What you need to do:
Below are records; copy every line among them that contains the word "body".

Material for the task:

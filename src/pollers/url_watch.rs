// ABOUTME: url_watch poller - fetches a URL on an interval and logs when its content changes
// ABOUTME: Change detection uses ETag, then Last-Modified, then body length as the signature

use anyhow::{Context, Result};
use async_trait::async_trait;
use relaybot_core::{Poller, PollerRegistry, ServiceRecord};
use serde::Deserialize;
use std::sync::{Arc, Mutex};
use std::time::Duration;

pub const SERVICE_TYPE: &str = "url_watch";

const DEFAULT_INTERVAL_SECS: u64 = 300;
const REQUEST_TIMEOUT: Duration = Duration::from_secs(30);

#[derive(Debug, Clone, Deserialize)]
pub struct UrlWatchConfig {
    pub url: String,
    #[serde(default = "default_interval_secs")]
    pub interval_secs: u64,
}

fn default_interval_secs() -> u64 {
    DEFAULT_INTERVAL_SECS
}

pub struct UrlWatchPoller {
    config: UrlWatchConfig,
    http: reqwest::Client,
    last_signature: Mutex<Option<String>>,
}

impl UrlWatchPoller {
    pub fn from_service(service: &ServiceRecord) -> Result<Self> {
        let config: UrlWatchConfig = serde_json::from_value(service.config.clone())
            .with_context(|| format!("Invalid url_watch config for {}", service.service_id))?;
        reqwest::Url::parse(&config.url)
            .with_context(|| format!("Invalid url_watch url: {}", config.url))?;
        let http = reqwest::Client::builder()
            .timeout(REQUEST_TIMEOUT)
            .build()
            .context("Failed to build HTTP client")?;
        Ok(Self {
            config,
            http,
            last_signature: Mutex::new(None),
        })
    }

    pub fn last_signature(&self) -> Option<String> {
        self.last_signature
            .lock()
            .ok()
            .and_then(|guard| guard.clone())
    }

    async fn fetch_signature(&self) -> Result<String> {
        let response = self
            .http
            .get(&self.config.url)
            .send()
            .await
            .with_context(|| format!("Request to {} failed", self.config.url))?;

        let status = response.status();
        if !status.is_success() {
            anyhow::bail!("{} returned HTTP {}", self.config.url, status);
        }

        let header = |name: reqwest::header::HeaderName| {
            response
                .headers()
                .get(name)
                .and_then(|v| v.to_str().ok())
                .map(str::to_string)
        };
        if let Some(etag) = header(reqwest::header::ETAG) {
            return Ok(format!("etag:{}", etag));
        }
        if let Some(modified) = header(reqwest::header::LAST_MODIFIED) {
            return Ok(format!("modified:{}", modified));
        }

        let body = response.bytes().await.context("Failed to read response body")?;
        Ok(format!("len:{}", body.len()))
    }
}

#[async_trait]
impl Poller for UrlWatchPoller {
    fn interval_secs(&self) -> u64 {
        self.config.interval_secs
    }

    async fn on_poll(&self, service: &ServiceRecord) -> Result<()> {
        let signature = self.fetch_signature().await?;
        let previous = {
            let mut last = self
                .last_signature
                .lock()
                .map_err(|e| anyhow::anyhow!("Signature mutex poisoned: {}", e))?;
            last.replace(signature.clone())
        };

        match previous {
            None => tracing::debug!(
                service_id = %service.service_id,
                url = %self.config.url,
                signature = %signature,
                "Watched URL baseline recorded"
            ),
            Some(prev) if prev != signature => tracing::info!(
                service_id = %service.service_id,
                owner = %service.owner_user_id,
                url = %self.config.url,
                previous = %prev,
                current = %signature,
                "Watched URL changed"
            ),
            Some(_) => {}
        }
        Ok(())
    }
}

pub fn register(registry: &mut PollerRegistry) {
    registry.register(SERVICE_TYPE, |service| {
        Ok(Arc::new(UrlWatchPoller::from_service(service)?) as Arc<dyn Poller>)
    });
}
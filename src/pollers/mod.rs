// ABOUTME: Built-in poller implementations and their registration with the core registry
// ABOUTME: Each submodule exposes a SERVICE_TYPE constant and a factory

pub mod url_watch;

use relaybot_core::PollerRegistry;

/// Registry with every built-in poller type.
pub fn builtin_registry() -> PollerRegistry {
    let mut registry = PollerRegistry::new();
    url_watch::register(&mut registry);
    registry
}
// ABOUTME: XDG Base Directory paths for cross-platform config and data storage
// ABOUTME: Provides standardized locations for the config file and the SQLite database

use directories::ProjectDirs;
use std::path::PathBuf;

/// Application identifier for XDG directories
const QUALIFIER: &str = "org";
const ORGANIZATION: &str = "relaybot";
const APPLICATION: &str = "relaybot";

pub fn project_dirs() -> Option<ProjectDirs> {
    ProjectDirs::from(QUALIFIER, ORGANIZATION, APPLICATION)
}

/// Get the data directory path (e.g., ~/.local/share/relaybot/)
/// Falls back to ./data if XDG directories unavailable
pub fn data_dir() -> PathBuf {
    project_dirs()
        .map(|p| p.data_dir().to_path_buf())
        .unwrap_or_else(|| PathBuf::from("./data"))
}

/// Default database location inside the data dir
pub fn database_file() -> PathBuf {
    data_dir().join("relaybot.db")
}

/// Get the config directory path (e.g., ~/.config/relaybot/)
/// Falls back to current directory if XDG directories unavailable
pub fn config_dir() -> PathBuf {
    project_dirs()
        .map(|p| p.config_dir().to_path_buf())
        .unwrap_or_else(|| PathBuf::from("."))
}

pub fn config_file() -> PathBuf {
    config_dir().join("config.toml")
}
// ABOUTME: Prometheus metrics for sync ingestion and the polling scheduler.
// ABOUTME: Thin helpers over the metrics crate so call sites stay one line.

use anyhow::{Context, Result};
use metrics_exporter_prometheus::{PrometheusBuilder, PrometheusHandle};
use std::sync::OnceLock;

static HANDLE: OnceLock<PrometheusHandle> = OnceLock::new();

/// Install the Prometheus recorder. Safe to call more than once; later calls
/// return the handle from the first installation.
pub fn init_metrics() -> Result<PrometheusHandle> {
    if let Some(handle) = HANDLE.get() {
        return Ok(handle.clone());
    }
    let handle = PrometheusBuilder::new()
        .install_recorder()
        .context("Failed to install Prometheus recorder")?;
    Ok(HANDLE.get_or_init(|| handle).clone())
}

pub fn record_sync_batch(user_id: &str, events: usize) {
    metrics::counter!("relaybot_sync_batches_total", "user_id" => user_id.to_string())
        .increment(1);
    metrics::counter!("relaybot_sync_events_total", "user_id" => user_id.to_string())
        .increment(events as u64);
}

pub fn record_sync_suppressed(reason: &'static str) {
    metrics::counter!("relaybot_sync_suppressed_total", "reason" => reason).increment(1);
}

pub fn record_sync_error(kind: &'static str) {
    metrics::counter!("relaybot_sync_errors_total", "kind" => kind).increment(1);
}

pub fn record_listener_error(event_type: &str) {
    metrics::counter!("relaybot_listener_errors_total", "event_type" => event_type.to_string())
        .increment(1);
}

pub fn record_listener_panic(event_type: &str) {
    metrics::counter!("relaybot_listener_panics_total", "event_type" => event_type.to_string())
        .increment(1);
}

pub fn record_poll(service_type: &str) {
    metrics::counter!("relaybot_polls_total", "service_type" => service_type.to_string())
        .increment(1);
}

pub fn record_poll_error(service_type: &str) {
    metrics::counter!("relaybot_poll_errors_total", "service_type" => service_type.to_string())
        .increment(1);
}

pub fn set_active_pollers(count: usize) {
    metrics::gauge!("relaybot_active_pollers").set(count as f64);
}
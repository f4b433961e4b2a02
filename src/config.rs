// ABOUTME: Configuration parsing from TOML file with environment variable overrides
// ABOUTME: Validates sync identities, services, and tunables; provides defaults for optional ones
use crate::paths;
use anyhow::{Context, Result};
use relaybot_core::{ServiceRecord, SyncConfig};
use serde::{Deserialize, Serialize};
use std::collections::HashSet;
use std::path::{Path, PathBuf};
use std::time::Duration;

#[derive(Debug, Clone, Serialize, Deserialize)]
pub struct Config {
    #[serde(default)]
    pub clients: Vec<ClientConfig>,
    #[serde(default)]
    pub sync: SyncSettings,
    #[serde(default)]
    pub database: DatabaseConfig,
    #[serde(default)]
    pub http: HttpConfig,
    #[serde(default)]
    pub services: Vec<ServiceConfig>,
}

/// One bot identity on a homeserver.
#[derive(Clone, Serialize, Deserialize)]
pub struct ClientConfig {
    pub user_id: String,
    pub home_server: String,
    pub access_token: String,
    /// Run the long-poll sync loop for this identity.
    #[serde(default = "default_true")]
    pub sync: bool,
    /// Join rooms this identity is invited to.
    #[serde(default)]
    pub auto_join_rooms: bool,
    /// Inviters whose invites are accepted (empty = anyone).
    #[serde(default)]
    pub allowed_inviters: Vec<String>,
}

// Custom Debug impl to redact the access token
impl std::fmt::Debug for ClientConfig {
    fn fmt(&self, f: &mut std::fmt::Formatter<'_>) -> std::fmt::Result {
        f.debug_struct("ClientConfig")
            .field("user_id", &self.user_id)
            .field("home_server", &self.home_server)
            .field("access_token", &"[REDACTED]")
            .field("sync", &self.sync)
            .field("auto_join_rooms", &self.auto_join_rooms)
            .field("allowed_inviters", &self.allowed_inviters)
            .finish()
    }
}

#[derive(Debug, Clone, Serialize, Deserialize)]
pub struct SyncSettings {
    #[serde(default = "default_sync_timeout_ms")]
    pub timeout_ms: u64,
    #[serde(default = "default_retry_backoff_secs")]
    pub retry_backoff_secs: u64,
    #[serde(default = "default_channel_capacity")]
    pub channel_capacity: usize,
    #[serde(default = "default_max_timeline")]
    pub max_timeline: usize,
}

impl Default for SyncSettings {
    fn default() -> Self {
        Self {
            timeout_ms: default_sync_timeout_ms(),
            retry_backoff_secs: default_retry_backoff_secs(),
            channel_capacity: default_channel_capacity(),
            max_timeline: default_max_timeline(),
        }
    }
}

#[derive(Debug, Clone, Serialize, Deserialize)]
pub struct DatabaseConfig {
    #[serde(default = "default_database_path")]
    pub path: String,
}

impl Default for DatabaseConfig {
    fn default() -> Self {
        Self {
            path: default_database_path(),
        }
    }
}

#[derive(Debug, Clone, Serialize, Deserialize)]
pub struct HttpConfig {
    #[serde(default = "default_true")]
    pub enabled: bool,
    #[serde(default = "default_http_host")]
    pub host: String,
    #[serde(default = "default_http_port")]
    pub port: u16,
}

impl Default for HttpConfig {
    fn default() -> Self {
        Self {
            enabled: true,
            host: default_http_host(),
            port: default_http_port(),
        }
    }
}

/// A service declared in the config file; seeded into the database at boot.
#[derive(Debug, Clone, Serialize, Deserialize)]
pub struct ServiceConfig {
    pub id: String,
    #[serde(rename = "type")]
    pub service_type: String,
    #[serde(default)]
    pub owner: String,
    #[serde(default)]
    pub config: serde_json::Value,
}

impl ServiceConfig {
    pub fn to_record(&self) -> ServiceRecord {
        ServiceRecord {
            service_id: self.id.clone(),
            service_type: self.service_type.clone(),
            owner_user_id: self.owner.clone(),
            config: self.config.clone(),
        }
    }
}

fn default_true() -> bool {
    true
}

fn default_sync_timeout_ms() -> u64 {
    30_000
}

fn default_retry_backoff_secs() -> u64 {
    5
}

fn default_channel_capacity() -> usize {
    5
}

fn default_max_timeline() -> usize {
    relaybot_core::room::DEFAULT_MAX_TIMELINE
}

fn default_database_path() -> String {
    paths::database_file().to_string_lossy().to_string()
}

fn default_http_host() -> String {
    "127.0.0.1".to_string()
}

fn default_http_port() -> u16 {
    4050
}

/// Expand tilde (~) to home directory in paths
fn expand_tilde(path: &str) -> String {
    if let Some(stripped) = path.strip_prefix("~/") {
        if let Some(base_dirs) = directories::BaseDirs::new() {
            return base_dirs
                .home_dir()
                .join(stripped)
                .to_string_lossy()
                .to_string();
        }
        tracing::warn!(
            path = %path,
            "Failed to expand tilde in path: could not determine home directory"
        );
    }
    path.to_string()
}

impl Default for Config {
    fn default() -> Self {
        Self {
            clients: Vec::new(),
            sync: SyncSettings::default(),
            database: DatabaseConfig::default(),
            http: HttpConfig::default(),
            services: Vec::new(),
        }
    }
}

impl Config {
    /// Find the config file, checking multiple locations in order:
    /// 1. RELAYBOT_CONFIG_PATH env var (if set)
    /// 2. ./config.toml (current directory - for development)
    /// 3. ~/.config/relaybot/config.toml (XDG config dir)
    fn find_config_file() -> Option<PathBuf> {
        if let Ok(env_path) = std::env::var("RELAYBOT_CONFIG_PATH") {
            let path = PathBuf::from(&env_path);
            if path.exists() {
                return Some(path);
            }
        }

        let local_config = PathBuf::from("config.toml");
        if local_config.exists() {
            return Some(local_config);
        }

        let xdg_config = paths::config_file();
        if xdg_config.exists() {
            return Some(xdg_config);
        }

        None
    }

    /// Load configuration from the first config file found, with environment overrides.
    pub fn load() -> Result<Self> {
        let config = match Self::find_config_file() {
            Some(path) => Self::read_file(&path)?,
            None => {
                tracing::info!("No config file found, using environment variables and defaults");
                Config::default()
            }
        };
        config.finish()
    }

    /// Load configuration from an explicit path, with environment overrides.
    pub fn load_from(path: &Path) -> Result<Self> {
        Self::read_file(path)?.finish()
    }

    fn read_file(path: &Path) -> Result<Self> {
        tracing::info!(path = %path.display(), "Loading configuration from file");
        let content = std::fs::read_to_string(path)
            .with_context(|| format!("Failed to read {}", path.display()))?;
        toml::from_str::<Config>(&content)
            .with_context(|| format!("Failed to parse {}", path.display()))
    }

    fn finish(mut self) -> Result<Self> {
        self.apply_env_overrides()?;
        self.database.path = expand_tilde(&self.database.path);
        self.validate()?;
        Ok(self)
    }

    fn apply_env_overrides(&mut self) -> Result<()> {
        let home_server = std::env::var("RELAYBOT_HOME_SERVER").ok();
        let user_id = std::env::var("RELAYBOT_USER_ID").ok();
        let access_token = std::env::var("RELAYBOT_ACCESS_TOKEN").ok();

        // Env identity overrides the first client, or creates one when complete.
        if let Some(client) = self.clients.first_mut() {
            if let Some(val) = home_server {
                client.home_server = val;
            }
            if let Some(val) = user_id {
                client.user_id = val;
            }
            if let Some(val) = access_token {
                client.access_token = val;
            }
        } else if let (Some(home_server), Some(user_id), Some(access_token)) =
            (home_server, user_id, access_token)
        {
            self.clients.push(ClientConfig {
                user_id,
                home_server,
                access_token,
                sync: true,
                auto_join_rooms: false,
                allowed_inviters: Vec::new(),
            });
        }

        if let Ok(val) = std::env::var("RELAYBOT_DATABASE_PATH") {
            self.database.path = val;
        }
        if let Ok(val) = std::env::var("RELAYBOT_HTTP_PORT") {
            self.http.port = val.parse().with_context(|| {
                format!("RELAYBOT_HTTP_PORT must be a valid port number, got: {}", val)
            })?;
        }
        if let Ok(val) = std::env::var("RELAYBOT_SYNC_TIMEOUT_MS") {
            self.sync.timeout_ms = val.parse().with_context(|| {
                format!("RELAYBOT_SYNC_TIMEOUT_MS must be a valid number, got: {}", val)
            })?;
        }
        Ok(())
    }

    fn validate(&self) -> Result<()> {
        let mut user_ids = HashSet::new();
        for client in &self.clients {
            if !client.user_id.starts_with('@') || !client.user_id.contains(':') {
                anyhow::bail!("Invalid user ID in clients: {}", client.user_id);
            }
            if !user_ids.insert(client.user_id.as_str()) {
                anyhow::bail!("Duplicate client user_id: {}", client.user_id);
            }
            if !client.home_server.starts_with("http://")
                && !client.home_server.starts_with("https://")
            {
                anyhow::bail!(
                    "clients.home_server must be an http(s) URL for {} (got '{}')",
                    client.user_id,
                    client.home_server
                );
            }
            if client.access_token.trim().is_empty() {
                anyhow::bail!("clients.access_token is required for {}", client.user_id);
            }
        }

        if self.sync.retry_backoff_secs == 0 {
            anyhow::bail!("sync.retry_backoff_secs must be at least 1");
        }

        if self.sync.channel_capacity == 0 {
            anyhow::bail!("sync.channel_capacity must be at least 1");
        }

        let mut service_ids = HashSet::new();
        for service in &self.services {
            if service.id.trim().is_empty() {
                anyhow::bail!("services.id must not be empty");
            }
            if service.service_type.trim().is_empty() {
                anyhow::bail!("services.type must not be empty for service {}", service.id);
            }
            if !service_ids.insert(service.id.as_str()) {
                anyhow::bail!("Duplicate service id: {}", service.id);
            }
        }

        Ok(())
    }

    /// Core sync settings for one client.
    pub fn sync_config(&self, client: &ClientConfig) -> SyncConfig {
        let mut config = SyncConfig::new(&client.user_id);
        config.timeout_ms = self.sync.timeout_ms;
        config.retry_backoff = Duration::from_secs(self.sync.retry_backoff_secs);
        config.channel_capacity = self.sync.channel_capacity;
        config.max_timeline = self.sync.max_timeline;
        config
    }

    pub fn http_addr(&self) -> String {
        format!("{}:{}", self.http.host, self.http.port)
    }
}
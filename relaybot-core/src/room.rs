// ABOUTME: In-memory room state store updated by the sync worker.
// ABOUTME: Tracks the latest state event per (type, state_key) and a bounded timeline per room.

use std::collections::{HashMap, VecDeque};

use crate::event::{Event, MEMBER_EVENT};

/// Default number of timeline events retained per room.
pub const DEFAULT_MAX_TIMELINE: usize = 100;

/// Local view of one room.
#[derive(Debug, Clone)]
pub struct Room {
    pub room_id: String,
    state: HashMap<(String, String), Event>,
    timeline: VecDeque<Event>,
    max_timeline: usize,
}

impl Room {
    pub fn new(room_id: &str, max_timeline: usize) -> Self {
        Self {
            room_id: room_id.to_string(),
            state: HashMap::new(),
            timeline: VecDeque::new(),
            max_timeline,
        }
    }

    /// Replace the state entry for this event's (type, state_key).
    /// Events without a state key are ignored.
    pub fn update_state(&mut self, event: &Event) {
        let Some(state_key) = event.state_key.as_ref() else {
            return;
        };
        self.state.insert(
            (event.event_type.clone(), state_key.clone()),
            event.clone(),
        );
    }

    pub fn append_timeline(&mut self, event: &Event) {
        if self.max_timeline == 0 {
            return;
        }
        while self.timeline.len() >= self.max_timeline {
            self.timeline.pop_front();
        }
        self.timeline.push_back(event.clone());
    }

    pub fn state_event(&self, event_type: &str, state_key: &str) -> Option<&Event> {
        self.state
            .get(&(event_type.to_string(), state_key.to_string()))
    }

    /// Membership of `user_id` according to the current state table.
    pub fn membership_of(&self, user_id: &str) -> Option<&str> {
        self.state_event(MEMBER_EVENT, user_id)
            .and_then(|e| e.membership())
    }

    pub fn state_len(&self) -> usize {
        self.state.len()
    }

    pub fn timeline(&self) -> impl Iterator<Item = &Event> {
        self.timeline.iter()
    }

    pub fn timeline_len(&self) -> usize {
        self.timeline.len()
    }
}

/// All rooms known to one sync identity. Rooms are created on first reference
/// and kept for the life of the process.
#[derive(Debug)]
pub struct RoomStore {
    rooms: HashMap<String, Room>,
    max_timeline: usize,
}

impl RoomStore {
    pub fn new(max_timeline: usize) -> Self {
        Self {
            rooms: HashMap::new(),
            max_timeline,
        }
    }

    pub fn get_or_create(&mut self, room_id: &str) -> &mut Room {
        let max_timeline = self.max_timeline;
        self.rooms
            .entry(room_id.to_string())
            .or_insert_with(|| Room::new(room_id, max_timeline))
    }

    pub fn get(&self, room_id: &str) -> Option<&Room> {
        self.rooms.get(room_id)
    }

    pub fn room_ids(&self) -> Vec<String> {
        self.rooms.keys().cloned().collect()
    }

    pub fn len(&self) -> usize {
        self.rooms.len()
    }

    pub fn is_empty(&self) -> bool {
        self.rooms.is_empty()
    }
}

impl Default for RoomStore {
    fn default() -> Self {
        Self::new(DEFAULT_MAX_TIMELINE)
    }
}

Exercise output:
// ABOUTME: Change detection uses ETag, then Last-Modified, then body length as the signature
        let body = response.bytes().await.context("Failed to read response body")?;
        Ok(format!("len:{}", body.len()))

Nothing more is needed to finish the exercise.